### Collected data
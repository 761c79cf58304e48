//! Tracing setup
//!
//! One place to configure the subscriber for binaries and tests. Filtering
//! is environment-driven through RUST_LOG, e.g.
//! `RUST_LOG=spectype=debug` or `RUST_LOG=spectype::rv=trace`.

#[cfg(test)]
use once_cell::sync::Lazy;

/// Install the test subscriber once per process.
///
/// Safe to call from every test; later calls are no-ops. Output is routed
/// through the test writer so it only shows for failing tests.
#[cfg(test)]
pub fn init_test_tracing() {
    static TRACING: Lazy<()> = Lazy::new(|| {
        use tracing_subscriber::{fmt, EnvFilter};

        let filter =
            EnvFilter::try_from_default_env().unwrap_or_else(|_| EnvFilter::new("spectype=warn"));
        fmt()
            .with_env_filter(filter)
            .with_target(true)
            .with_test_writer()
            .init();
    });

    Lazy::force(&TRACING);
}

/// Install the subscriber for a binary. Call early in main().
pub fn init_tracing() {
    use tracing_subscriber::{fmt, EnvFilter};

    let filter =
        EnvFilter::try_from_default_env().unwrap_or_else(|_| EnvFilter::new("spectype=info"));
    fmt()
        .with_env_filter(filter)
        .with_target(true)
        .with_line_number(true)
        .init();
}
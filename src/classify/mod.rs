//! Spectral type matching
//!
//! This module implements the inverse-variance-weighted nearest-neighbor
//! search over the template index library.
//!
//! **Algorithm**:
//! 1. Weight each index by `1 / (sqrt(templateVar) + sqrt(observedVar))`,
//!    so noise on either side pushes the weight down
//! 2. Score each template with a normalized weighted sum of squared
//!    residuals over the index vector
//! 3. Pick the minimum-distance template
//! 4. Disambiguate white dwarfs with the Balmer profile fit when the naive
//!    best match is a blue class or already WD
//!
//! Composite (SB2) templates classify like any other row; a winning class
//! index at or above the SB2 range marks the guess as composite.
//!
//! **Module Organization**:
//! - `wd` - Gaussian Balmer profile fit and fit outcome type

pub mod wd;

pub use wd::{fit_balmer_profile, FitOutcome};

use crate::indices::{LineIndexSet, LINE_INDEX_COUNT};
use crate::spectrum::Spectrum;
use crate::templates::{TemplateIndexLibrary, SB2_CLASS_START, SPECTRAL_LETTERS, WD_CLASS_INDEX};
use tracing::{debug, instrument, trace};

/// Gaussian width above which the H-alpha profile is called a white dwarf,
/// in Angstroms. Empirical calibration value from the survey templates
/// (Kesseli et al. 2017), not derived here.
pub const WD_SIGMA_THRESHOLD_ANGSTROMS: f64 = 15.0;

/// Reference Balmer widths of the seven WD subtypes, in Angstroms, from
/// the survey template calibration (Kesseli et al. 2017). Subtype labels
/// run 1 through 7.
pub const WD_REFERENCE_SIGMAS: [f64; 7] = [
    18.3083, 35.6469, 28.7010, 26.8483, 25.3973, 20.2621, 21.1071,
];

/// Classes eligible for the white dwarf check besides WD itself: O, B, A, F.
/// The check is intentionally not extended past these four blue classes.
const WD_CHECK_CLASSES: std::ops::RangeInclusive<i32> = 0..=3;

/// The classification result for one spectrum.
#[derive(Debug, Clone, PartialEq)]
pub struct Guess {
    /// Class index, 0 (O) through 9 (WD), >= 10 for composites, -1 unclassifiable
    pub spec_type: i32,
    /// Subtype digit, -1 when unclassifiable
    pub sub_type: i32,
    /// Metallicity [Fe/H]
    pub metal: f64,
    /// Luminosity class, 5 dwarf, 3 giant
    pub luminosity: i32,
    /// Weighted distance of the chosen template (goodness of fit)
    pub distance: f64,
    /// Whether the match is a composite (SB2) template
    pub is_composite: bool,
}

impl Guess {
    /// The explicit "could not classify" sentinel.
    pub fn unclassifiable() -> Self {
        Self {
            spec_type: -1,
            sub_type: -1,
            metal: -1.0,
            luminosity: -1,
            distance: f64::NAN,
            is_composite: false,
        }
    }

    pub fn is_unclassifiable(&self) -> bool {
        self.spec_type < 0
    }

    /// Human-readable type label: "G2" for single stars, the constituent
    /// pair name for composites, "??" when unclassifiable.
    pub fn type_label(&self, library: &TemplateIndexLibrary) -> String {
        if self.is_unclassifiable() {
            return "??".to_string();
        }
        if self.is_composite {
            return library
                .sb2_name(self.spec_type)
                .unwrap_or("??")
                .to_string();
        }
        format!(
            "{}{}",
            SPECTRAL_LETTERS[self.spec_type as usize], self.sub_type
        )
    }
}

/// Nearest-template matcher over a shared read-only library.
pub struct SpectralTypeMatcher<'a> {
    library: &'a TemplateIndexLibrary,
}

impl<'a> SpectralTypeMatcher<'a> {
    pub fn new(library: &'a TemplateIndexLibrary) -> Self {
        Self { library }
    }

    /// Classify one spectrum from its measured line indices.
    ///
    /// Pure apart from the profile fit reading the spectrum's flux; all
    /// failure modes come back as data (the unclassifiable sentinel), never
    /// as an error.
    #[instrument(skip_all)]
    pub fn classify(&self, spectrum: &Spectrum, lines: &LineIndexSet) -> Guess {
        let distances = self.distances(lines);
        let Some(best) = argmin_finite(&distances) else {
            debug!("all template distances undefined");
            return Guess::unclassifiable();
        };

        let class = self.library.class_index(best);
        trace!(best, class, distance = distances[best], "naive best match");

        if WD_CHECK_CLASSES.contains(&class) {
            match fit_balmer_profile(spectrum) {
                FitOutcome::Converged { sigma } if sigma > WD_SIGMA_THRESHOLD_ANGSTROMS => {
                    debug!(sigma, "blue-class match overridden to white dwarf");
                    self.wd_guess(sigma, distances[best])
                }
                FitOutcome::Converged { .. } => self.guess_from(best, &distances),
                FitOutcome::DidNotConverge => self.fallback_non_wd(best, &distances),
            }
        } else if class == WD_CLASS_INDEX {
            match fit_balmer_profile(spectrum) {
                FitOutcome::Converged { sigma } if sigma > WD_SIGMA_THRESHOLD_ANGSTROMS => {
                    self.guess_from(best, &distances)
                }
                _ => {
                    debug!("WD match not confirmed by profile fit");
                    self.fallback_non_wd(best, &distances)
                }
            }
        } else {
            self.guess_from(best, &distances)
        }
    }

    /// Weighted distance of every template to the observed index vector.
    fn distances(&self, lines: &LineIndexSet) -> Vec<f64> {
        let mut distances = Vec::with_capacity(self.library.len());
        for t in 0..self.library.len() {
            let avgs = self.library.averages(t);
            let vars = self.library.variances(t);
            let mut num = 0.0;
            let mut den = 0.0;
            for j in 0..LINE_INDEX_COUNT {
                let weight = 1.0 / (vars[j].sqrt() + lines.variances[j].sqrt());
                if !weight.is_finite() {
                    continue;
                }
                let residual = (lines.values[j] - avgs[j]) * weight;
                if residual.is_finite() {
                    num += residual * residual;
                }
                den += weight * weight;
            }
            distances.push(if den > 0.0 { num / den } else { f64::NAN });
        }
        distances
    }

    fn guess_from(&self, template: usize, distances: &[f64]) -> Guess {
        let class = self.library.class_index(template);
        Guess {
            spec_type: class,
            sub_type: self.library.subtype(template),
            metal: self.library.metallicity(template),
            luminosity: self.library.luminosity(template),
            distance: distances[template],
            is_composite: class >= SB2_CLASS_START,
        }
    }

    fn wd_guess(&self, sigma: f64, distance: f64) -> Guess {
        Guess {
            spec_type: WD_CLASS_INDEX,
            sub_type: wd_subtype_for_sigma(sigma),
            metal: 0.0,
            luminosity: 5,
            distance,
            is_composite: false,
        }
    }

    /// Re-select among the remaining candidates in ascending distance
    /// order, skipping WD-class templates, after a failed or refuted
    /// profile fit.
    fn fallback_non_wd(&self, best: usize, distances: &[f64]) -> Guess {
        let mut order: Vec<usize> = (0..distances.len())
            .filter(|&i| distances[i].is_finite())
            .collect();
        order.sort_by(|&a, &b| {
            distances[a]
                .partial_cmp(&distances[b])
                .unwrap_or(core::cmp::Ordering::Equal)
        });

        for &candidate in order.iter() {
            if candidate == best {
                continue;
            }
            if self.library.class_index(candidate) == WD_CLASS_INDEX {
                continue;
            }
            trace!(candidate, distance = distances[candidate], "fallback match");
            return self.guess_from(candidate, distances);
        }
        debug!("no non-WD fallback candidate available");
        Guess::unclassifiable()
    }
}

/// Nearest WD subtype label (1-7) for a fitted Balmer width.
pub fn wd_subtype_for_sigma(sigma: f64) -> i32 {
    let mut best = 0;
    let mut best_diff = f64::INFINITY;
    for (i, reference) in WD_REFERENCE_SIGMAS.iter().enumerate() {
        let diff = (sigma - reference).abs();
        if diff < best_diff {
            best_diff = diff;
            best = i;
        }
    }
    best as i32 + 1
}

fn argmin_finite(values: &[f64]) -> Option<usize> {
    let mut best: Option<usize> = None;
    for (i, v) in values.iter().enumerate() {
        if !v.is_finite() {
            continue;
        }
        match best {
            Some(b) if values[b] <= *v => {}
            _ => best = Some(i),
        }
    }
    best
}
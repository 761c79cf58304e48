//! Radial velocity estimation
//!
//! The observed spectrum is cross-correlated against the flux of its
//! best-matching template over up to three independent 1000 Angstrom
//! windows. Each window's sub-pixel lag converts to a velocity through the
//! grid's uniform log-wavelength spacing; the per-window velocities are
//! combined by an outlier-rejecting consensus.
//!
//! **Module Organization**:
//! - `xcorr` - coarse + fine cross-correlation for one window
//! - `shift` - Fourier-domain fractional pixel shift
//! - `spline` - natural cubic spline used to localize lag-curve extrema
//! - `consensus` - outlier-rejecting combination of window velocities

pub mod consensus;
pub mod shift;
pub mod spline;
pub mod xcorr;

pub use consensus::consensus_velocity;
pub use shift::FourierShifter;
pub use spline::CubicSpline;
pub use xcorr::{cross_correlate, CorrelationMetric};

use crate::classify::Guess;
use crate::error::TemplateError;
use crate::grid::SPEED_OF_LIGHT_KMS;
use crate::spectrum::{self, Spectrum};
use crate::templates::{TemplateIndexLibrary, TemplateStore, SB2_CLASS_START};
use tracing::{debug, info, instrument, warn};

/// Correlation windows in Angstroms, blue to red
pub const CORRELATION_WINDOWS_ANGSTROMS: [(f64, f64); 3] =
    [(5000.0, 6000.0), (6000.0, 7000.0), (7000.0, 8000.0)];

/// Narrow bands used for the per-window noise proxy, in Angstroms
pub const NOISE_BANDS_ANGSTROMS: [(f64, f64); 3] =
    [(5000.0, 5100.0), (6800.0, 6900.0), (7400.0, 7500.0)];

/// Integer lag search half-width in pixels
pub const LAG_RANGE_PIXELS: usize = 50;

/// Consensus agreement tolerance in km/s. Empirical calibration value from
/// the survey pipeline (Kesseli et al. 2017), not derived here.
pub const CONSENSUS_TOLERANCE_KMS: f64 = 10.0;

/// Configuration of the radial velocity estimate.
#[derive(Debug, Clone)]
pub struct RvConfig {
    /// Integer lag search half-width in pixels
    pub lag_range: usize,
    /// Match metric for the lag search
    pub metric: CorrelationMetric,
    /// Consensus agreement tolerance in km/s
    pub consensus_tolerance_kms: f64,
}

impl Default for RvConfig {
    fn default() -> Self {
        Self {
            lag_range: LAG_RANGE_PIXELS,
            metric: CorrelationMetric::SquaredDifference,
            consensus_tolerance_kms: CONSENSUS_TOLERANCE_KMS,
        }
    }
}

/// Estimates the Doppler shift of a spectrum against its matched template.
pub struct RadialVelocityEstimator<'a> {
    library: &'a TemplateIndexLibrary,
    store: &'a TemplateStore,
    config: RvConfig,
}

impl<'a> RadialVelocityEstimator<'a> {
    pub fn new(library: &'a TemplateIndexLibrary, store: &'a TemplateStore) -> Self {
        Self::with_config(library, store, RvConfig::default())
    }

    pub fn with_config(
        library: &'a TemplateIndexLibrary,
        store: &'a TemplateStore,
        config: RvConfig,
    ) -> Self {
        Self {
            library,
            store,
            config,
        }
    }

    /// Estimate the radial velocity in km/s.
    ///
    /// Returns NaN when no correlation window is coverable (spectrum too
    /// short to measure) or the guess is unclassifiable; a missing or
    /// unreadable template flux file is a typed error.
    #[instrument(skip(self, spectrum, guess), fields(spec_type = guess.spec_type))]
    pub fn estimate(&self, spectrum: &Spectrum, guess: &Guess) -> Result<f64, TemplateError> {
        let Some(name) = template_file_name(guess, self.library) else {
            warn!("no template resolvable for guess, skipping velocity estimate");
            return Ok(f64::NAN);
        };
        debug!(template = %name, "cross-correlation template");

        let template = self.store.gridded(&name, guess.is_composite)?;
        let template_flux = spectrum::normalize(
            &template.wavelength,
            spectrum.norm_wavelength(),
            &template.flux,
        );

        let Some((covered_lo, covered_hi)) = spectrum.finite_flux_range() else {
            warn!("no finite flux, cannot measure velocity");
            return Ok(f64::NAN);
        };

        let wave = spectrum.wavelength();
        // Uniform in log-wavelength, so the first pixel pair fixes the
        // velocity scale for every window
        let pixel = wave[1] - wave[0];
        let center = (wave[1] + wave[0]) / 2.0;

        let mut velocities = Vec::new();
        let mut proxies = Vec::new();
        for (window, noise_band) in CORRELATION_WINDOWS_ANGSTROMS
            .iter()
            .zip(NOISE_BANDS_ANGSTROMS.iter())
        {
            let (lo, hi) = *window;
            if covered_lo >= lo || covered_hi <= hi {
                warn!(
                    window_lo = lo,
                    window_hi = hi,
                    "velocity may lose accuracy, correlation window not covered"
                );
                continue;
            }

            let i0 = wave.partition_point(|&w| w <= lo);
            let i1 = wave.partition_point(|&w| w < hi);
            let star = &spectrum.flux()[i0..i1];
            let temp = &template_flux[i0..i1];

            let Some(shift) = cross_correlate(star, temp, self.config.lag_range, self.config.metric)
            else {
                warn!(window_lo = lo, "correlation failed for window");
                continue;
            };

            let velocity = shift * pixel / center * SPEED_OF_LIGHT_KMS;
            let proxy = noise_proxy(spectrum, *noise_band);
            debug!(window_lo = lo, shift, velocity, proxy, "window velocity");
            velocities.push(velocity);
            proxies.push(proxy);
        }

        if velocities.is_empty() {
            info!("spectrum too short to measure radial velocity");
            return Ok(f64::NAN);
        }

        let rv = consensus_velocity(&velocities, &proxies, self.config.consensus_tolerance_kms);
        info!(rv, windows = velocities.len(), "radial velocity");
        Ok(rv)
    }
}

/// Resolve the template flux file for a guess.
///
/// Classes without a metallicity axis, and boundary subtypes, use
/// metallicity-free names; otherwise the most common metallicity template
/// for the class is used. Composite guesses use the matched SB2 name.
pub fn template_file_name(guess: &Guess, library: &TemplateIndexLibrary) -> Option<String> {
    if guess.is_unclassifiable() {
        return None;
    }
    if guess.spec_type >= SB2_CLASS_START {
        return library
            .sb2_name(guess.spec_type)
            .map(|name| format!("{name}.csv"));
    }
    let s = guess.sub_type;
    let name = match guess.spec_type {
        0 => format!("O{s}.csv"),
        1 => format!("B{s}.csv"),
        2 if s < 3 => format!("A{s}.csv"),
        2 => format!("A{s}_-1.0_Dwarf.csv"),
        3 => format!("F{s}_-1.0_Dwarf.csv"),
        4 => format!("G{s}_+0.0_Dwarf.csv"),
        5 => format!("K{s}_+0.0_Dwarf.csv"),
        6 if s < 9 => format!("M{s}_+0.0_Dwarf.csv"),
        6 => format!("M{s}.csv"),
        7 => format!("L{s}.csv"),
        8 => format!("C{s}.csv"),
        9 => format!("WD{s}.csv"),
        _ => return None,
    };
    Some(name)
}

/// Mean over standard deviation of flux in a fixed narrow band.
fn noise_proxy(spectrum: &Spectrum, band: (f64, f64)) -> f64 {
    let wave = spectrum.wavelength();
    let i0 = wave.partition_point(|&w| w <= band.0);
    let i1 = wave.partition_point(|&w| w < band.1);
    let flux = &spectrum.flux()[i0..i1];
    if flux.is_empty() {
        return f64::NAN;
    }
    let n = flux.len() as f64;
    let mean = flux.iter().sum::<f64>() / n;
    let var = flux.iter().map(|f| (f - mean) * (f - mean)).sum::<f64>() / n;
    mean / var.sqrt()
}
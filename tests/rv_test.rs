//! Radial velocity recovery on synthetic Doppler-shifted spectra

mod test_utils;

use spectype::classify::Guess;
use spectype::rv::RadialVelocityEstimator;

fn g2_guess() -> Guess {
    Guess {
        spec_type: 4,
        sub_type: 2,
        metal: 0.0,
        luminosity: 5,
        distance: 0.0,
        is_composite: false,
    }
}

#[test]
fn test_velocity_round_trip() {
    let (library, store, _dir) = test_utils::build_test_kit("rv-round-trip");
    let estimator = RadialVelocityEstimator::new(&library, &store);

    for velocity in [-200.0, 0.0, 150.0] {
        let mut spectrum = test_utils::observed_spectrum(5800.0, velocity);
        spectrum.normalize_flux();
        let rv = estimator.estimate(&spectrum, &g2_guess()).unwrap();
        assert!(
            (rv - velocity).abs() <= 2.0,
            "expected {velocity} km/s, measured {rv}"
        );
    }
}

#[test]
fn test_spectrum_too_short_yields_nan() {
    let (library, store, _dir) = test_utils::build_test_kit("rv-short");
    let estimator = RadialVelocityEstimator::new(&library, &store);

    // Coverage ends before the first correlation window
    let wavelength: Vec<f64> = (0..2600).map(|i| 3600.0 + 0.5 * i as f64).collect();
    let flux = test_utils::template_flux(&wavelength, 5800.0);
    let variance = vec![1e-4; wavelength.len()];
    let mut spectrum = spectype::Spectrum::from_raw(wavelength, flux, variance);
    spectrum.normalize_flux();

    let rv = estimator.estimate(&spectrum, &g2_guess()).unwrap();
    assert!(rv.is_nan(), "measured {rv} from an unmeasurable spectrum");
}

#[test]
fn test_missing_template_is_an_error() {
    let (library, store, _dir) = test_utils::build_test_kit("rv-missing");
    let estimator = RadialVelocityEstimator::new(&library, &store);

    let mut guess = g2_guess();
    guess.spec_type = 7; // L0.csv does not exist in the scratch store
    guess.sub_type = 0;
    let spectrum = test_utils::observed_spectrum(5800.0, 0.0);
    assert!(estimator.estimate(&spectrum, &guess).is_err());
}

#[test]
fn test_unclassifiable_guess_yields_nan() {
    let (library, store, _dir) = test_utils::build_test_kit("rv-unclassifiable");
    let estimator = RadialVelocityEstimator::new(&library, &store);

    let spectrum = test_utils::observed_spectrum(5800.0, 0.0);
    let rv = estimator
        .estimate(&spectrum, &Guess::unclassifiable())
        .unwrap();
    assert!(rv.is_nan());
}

### The task
Filter the entries above and return only the lines holding "failed".

### Response for this exercise
    /// order, skipping WD-class templates, after a failed or refuted
                warn!(window_lo = lo, "correlation failed for window");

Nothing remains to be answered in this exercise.